Please copy every line with the string "struct" from the entries below.

* **Supplied material**:
============================================================

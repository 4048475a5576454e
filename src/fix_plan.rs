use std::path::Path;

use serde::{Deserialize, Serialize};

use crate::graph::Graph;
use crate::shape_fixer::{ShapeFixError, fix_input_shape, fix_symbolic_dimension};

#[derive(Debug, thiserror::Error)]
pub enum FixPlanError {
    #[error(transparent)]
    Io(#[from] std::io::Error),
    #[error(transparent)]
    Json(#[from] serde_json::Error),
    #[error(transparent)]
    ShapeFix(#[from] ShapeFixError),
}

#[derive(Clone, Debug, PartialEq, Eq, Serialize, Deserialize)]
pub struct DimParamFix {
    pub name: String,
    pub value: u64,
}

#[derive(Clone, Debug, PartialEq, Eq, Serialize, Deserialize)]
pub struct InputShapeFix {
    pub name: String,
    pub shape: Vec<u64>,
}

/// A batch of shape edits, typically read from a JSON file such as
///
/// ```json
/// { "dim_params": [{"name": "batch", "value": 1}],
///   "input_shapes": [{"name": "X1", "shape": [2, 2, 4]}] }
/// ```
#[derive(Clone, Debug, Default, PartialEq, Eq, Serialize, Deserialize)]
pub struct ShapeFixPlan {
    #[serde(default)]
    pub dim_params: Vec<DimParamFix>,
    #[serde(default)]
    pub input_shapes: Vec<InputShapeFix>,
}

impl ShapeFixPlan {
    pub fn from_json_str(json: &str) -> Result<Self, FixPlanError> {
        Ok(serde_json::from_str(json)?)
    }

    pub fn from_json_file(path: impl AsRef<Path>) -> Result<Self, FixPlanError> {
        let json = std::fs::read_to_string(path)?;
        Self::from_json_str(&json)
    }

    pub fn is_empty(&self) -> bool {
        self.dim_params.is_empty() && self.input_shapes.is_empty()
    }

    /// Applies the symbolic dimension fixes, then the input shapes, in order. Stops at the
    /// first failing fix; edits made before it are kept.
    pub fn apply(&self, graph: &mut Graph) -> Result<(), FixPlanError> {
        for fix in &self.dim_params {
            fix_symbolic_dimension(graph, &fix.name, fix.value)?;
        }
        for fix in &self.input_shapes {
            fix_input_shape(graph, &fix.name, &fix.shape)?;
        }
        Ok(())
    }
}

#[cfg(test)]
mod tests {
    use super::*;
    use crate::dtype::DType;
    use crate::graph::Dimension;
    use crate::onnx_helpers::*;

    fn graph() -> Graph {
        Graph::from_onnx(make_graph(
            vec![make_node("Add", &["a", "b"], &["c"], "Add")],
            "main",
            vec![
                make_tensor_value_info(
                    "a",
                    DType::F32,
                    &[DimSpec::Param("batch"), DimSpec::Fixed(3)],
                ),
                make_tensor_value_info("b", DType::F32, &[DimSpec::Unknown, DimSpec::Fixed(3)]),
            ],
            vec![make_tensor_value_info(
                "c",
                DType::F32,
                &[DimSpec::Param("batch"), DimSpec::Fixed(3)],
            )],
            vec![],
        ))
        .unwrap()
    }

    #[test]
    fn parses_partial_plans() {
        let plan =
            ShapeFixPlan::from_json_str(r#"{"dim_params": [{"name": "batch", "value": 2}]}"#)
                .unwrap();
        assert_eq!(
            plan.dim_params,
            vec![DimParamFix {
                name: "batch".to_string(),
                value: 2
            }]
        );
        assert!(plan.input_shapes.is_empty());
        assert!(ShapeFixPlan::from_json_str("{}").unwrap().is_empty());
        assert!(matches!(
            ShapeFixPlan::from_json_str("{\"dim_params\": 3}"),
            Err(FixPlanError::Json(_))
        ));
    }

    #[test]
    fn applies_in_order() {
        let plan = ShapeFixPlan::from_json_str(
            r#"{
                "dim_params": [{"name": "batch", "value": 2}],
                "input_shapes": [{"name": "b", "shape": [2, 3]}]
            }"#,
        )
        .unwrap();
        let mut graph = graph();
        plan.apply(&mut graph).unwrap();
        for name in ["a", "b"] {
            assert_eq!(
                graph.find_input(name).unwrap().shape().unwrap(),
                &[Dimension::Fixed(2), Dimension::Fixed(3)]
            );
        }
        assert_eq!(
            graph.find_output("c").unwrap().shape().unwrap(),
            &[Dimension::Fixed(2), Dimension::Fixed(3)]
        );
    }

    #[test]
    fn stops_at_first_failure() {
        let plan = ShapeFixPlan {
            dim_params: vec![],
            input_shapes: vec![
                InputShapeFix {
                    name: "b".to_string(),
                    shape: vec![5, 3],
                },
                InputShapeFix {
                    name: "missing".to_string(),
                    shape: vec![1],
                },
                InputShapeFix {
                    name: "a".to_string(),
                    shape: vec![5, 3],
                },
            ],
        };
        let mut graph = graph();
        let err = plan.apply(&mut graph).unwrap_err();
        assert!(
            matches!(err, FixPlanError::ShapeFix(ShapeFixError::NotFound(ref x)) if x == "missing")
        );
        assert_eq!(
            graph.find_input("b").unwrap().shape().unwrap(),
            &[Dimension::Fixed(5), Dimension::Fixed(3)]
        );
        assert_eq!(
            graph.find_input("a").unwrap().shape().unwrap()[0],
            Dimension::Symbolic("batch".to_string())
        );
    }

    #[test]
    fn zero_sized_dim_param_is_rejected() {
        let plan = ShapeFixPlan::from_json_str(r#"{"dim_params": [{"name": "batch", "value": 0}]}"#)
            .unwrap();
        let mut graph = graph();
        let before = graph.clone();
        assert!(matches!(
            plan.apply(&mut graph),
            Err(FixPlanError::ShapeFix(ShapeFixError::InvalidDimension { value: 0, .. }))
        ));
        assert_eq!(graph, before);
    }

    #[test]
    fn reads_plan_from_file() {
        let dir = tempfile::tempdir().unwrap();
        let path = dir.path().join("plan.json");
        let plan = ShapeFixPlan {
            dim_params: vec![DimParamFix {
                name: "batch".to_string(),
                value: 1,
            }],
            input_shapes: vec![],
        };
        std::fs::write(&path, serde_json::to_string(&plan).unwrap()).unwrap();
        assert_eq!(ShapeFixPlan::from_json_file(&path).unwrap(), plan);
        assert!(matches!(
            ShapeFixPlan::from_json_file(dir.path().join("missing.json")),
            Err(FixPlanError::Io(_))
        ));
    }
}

============================================================

* **Answer space**:
pub struct DimParamFix {
pub struct InputShapeFix {
pub struct ShapeFixPlan {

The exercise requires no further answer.